*** Begin section ***

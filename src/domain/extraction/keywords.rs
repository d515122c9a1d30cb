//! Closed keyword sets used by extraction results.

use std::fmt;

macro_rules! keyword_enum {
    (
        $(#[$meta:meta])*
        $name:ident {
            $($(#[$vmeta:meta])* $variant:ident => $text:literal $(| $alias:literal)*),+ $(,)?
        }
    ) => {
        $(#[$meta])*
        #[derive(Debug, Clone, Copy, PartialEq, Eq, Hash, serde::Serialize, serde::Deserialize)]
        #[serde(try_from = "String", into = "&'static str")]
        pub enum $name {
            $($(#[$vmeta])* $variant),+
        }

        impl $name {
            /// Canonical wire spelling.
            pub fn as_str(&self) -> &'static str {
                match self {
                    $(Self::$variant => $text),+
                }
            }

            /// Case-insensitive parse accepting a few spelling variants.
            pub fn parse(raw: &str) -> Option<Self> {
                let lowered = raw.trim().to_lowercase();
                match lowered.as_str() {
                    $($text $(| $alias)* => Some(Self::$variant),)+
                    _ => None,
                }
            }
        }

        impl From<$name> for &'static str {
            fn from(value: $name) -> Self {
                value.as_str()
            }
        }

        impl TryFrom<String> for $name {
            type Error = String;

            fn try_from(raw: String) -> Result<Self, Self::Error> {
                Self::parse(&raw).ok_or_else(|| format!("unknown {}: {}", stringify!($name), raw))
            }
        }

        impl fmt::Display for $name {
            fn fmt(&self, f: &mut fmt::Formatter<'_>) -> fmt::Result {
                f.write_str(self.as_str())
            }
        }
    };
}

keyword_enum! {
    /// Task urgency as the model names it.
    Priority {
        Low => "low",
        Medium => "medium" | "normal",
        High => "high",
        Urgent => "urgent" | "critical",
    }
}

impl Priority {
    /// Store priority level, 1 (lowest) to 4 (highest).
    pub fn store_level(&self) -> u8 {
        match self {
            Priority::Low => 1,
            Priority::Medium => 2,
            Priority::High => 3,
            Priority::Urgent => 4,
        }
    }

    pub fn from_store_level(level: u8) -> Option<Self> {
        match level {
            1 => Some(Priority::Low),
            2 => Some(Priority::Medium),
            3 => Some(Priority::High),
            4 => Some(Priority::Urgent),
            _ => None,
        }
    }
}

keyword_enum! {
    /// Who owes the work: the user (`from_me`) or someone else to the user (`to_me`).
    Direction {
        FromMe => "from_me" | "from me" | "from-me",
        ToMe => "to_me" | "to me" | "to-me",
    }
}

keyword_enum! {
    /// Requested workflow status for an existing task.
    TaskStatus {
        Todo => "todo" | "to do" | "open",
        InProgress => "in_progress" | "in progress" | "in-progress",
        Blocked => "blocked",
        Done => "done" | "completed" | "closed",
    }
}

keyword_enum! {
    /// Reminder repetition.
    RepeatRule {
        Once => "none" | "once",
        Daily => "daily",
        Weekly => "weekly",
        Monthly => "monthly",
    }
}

*** End section ***

▸ **Prompt**
Scan the material above for the word "extraction", and copy every line in which it is found.

▸ **Answer section**
filename src/domain/extraction/keywords.rs
//! Closed keyword sets used by extraction results.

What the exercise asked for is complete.